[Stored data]
- - - - -

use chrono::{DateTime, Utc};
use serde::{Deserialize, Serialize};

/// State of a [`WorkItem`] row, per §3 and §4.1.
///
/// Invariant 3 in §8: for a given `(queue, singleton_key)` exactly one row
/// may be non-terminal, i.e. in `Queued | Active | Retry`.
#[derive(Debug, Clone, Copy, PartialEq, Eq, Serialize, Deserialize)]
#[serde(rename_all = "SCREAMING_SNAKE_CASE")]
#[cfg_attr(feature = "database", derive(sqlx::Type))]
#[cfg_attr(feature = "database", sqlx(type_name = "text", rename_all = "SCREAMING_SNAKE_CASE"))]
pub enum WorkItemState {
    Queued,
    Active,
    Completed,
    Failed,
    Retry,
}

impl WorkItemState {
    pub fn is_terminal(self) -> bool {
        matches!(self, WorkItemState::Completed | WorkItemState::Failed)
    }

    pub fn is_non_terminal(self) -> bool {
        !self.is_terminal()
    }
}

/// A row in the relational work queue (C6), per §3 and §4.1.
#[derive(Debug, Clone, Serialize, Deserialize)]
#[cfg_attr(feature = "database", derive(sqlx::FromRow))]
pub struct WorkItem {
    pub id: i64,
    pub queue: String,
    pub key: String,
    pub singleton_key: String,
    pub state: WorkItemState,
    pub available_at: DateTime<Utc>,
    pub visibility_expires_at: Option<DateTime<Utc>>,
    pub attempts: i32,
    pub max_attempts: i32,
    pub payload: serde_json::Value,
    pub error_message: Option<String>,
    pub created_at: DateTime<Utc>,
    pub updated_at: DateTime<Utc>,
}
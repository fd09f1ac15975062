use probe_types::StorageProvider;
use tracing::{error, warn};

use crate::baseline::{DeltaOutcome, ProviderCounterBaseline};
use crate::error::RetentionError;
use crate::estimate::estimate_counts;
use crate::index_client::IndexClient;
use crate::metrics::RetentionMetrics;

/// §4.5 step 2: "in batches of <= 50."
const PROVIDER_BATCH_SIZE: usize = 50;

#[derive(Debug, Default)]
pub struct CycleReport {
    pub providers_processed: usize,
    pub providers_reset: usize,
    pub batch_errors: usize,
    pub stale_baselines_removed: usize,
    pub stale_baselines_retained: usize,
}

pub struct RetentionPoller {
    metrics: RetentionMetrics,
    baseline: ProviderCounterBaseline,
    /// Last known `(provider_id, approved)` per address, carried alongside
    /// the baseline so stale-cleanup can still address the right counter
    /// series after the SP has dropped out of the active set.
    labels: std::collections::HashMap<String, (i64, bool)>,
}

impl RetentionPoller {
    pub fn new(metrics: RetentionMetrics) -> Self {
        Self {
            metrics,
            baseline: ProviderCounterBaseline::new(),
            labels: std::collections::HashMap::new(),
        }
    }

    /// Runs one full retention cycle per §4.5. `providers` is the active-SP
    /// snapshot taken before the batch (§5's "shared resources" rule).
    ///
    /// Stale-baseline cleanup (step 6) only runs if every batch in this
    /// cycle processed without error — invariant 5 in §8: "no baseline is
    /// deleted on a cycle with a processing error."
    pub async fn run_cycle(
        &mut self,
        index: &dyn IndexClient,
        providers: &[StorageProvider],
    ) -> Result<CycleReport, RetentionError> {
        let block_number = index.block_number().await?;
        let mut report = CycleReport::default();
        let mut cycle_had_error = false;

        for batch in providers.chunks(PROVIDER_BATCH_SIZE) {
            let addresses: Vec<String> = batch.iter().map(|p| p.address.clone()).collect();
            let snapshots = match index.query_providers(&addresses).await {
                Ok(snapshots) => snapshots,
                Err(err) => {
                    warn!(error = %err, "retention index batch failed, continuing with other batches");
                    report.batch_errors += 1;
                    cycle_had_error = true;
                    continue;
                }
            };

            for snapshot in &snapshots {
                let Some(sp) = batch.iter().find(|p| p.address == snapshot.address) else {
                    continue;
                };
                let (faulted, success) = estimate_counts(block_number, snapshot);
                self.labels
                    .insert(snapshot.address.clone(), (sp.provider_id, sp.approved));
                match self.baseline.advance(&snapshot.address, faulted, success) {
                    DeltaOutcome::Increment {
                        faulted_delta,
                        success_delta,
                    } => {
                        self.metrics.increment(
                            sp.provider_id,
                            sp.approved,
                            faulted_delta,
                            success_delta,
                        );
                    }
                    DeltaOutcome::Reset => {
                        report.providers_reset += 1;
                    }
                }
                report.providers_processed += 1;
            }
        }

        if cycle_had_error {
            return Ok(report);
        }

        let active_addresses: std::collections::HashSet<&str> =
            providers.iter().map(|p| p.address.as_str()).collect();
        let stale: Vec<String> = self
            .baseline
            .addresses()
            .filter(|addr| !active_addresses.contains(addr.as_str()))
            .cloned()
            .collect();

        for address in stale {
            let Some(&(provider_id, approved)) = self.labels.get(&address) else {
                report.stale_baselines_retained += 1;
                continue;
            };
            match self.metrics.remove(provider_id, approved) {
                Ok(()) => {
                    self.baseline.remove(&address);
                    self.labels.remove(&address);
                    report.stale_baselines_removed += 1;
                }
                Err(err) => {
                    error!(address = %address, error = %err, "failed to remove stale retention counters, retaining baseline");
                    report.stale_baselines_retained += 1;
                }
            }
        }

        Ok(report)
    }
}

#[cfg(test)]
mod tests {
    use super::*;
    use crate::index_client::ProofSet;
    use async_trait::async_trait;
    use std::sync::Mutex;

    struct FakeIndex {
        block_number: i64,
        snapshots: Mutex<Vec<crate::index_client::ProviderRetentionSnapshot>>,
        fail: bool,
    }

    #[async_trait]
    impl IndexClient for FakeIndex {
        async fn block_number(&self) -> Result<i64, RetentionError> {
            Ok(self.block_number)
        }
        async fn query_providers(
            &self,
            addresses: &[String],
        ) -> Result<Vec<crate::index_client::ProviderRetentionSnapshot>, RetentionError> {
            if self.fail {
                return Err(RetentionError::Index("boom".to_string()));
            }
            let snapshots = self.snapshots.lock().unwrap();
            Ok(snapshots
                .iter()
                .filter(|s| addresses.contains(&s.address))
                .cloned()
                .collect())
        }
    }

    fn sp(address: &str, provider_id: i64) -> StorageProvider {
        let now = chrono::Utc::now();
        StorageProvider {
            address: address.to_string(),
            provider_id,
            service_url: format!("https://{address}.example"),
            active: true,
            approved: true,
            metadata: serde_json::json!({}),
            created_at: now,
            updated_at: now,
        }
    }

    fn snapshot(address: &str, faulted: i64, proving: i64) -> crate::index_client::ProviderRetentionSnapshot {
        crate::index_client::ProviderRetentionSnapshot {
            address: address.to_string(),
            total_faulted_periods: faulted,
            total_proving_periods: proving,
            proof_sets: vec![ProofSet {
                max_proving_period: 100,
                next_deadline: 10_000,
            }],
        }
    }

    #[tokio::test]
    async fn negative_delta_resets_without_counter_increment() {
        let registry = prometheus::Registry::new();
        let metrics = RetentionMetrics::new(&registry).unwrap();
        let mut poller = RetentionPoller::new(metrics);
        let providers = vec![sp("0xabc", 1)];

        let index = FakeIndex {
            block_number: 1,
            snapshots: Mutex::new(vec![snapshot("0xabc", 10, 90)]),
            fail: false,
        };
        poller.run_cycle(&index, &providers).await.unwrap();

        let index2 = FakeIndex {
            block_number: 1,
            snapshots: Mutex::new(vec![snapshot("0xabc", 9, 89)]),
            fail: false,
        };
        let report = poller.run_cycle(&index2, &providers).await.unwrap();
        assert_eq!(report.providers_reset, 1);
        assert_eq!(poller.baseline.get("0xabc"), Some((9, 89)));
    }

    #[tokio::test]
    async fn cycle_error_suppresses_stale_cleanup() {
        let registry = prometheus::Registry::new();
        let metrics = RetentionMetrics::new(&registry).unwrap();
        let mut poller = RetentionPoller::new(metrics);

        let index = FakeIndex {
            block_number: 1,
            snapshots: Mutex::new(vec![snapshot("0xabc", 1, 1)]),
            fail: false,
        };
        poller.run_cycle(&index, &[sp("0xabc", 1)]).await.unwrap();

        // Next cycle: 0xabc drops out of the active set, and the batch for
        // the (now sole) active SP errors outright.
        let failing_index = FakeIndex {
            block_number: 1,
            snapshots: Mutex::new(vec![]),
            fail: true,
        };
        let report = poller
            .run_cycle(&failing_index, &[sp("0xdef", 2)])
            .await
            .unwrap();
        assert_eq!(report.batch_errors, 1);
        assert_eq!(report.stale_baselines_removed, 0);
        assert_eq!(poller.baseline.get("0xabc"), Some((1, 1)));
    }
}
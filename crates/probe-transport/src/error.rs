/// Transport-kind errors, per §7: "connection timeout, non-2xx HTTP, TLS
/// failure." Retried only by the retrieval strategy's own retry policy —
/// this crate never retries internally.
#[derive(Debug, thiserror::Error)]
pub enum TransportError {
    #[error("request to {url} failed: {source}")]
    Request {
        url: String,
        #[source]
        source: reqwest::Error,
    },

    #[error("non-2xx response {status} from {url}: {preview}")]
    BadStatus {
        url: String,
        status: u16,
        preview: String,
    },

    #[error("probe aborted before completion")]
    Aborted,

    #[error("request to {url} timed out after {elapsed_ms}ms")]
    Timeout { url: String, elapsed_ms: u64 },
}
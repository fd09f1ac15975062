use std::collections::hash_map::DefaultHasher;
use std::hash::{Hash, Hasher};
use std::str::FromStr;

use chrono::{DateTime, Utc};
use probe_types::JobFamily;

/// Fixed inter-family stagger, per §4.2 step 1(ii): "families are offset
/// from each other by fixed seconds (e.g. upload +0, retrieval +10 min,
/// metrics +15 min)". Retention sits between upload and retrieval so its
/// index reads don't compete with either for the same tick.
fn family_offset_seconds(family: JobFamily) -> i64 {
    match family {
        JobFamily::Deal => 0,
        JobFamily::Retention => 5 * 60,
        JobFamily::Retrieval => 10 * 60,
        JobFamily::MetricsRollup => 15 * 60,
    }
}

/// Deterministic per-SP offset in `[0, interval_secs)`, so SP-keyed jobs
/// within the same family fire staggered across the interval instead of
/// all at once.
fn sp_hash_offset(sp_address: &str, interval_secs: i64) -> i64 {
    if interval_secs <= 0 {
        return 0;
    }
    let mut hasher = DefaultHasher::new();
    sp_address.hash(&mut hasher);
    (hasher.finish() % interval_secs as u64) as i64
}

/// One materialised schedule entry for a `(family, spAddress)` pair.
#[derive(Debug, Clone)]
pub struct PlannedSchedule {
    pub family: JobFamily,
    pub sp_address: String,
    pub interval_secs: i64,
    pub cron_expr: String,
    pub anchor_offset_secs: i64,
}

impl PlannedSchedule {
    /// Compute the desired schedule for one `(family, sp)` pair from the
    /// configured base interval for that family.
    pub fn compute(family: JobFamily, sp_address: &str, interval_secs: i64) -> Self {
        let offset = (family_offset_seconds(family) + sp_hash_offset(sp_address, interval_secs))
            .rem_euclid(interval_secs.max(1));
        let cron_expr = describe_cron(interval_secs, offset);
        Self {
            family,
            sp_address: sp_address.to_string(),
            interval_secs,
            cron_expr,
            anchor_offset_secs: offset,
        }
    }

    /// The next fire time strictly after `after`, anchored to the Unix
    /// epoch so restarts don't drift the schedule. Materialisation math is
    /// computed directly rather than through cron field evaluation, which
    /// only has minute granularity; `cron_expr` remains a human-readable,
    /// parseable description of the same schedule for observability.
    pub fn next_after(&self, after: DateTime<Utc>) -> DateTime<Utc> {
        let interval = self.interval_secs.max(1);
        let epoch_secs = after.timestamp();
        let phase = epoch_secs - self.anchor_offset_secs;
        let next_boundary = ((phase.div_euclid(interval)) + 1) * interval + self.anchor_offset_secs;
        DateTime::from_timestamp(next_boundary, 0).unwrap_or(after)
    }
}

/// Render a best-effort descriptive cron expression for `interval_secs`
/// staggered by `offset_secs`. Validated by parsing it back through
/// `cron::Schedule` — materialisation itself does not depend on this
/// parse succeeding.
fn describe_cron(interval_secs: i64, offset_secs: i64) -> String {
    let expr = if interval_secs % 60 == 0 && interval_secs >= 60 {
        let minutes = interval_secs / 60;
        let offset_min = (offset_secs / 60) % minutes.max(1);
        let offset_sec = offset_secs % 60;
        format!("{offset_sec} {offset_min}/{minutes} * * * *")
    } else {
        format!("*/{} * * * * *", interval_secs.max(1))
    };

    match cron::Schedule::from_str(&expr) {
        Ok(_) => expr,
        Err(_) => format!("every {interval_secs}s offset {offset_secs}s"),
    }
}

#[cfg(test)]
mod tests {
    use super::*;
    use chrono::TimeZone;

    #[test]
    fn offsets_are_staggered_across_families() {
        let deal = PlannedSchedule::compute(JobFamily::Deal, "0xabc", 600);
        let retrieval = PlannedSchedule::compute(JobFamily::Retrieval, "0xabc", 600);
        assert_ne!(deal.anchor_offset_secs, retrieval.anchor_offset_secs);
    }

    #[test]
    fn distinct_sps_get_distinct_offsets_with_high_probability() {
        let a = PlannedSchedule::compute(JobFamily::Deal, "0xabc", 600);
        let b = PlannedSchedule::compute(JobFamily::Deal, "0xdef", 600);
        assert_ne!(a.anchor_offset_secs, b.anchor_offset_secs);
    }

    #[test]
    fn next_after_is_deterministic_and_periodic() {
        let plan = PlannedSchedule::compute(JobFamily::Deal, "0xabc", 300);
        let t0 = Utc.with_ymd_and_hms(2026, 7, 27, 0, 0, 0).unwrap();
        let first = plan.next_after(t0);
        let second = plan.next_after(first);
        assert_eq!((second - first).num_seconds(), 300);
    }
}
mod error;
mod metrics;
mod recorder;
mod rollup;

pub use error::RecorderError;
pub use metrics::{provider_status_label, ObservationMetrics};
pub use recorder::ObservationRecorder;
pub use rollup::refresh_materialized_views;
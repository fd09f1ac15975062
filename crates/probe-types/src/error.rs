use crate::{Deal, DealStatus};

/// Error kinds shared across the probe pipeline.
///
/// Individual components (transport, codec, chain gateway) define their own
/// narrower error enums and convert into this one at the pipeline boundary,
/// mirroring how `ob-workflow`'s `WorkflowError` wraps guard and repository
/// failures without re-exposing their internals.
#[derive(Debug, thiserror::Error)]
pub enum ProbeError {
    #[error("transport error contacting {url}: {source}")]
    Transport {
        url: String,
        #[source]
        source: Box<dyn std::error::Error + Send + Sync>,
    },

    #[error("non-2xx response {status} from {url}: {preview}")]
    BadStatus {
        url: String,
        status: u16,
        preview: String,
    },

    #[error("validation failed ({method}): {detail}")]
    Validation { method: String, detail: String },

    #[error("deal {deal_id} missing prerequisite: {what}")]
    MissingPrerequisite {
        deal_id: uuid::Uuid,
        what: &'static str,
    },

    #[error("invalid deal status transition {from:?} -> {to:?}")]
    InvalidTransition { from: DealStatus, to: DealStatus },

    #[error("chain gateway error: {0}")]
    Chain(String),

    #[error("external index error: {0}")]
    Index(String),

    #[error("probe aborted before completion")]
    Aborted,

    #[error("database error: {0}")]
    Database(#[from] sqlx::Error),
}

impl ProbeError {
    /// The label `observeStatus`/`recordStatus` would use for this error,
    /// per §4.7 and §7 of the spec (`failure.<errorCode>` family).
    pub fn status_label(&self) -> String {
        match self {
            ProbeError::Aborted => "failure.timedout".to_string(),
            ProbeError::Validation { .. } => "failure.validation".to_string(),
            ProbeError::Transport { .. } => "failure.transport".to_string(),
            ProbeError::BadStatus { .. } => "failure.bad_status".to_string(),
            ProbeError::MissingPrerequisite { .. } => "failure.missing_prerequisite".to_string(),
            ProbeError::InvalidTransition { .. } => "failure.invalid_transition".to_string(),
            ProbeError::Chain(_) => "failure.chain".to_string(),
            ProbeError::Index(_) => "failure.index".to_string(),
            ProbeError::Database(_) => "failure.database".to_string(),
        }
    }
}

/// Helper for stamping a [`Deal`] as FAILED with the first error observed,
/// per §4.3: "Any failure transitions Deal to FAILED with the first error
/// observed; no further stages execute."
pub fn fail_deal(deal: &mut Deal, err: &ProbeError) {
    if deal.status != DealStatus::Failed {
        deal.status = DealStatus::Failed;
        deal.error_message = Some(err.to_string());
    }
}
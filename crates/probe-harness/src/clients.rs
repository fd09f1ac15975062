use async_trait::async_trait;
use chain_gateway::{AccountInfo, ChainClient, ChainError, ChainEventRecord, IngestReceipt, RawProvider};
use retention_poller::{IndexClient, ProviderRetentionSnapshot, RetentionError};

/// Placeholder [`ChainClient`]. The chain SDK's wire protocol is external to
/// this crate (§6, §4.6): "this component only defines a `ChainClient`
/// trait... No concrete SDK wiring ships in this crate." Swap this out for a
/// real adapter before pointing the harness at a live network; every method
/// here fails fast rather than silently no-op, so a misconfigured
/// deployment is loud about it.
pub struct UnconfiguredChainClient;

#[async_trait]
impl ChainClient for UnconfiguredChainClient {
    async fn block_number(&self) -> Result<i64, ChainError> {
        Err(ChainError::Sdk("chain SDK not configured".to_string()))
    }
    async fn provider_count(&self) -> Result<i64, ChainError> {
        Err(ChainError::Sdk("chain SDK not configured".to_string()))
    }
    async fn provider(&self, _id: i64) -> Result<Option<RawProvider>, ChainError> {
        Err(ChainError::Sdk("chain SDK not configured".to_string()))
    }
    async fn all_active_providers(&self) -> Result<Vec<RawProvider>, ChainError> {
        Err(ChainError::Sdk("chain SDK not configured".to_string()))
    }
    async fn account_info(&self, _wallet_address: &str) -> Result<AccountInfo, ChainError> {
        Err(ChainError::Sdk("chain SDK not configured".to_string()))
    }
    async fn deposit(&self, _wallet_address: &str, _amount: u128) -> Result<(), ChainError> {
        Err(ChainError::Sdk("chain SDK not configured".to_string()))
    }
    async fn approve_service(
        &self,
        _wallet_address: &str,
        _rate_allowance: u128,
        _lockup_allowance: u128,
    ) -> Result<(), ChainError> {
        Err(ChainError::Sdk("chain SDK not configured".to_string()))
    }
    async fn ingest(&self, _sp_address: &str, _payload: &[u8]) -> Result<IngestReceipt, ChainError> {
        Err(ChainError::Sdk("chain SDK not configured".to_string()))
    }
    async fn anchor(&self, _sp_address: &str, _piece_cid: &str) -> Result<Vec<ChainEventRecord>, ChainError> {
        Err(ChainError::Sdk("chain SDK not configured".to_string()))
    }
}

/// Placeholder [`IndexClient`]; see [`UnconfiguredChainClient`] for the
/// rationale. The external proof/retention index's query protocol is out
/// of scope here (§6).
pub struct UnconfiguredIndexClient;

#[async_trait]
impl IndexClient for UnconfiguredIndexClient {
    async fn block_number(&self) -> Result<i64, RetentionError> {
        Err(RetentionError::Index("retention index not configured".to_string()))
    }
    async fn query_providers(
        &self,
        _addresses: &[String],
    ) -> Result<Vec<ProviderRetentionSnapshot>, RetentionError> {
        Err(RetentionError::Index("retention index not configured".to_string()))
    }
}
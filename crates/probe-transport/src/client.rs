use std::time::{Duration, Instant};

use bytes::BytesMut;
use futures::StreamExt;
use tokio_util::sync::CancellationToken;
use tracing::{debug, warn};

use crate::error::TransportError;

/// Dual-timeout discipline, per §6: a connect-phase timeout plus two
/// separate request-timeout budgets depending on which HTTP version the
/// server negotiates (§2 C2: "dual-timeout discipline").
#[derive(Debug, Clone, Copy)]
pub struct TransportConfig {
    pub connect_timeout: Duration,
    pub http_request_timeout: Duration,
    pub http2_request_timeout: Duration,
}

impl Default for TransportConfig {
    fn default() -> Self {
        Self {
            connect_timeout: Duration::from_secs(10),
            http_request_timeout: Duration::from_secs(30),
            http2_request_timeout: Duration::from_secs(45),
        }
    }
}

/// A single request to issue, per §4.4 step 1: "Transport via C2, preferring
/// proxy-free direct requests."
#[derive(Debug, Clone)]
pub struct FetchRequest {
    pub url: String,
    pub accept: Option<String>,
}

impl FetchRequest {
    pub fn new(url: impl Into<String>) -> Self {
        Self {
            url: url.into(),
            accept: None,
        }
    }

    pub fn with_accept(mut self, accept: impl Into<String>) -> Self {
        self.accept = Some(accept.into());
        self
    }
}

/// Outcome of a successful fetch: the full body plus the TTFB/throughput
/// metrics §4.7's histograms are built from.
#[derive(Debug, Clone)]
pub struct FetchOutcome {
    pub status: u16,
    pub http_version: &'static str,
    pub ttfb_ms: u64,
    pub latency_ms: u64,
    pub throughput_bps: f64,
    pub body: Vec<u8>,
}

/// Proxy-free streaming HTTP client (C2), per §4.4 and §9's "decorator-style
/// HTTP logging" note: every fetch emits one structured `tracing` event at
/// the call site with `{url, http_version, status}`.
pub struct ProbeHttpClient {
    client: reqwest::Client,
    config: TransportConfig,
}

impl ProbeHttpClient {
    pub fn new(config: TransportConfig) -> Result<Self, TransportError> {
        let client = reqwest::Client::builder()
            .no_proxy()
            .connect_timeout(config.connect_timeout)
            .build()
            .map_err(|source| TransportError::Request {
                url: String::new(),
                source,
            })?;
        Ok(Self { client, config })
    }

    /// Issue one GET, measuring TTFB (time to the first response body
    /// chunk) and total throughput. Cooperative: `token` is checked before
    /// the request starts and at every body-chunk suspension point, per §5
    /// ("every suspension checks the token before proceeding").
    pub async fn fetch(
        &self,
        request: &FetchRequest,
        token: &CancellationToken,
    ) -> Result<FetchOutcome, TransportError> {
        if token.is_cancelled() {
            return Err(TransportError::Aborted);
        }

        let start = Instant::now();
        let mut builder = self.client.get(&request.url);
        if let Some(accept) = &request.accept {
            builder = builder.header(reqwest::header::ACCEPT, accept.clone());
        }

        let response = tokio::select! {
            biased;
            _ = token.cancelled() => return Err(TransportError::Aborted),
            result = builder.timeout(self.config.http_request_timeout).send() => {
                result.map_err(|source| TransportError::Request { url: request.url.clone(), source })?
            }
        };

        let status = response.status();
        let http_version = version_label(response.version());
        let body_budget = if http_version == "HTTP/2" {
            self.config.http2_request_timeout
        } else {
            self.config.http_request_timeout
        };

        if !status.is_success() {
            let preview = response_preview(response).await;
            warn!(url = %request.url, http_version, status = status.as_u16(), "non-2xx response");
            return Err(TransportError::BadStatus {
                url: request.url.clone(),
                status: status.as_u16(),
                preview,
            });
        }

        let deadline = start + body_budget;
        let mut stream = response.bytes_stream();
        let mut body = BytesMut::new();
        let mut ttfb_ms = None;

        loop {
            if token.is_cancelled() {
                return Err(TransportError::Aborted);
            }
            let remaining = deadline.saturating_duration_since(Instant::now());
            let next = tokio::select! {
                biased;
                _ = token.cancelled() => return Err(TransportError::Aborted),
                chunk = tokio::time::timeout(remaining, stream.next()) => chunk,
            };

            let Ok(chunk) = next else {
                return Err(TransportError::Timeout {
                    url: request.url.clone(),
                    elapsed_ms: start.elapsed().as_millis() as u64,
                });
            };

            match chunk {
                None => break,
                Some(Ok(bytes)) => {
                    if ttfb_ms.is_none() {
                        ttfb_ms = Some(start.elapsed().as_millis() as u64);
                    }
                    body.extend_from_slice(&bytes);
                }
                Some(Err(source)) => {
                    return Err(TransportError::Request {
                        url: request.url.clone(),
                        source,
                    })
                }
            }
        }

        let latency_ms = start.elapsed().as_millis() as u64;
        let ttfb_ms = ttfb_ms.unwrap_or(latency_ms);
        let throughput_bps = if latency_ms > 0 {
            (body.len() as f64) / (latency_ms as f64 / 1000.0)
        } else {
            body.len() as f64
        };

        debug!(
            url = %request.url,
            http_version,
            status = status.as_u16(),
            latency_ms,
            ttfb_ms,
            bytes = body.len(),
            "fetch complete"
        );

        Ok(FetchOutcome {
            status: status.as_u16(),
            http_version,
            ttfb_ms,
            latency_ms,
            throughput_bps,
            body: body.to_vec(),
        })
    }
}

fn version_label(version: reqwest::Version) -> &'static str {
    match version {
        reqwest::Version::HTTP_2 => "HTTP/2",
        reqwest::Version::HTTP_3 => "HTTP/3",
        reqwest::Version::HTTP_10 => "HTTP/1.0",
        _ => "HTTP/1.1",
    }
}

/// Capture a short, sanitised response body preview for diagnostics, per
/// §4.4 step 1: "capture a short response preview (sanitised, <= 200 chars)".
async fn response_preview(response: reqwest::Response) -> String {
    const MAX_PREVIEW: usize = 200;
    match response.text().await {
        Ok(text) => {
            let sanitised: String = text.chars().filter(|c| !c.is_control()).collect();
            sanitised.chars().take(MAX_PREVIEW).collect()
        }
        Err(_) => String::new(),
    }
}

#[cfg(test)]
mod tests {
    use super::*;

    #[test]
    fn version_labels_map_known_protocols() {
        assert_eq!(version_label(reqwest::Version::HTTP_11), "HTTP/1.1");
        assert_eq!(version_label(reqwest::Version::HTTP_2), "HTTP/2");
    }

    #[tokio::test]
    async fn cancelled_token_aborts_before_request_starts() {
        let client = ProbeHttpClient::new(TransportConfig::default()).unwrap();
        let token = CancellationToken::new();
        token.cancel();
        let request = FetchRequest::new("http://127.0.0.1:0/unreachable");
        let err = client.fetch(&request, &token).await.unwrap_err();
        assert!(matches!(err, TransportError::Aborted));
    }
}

- - - - -

■ What you are asked to do: All lines that contain the word "Copy" must be copied from the records above.

■ Output of the task:
#[derive(Debug, Clone, Copy, PartialEq, Eq, Serialize, Deserialize)]
#[derive(Debug, Clone, Copy)]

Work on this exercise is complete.